TASK DIRECTIONS:
Only the lines from the first line of the records through the line containing "#[derive(Parser)]" belong in the answer. Copy them exactly.

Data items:

▽

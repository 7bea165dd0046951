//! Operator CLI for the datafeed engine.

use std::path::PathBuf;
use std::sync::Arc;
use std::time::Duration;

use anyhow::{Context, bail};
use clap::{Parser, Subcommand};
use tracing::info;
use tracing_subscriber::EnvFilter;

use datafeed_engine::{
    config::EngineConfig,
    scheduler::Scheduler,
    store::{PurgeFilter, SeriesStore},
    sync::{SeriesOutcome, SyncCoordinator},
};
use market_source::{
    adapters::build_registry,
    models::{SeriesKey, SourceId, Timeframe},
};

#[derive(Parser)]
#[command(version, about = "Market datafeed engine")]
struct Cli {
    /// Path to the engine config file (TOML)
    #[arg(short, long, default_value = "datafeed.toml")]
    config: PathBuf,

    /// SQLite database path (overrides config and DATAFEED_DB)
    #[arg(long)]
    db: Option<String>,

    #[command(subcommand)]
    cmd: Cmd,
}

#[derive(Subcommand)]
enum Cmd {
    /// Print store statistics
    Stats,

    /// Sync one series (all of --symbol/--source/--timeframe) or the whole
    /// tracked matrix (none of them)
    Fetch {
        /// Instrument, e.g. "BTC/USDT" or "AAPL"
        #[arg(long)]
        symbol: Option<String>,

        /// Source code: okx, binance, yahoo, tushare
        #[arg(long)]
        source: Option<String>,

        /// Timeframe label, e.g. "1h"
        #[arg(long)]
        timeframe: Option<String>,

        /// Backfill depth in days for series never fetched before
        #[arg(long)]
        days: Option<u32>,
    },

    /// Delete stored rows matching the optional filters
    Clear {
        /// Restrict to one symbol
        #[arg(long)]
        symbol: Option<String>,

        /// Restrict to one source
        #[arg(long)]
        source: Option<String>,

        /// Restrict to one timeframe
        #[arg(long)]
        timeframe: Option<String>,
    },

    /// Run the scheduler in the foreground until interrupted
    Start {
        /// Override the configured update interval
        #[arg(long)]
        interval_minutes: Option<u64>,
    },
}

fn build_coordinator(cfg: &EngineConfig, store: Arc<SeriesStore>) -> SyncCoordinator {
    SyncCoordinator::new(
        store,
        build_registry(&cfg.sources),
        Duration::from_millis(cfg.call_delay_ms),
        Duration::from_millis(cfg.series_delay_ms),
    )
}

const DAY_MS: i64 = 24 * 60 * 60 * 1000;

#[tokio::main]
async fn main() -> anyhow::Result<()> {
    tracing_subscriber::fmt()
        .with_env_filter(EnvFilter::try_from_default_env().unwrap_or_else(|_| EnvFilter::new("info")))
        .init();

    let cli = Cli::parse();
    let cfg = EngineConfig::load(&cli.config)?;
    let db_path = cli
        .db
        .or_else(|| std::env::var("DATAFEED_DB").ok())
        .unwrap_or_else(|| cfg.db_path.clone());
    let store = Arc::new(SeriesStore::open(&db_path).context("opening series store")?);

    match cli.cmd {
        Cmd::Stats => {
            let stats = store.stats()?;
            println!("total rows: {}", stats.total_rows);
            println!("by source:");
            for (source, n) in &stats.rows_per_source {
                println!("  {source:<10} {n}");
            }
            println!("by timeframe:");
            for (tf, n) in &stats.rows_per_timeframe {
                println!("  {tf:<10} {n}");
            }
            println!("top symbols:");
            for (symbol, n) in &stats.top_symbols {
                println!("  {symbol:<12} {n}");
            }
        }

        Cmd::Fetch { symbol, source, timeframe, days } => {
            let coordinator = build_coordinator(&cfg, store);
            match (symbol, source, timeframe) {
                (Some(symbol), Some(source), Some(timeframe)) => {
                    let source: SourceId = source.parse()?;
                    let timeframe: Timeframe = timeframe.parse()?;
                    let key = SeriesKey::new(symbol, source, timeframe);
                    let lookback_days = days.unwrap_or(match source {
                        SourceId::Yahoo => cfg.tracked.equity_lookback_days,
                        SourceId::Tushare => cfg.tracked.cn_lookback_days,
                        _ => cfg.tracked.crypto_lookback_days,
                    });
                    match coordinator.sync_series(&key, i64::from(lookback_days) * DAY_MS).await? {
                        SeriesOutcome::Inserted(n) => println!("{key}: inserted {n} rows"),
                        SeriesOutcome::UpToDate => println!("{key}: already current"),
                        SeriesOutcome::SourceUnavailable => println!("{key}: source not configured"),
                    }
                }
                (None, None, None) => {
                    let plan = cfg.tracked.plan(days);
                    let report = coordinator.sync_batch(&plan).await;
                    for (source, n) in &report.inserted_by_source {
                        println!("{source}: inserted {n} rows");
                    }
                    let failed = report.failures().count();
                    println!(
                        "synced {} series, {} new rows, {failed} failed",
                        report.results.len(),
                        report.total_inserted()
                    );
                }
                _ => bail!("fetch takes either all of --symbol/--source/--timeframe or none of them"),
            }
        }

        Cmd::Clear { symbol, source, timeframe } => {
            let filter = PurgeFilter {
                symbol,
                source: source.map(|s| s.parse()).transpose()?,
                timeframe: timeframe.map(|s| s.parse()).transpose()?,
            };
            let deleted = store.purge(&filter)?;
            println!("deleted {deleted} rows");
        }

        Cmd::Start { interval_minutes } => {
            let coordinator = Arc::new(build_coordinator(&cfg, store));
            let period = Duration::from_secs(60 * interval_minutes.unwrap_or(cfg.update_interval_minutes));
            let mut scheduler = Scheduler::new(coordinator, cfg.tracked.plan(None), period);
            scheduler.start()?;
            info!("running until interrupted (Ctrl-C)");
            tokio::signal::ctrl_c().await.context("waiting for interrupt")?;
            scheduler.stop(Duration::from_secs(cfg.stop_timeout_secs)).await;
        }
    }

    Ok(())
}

△

TASK OUTPUT:
repository 7bea165dd0046951
//! Operator CLI for the datafeed engine.

use std::path::PathBuf;
use std::sync::Arc;
use std::time::Duration;

use anyhow::{Context, bail};
use clap::{Parser, Subcommand};
use tracing::info;
use tracing_subscriber::EnvFilter;

use datafeed_engine::{
    config::EngineConfig,
    scheduler::Scheduler,
    store::{PurgeFilter, SeriesStore},
    sync::{SeriesOutcome, SyncCoordinator},
};
use market_source::{
    adapters::build_registry,
    models::{SeriesKey, SourceId, Timeframe},
};

#[derive(Parser)]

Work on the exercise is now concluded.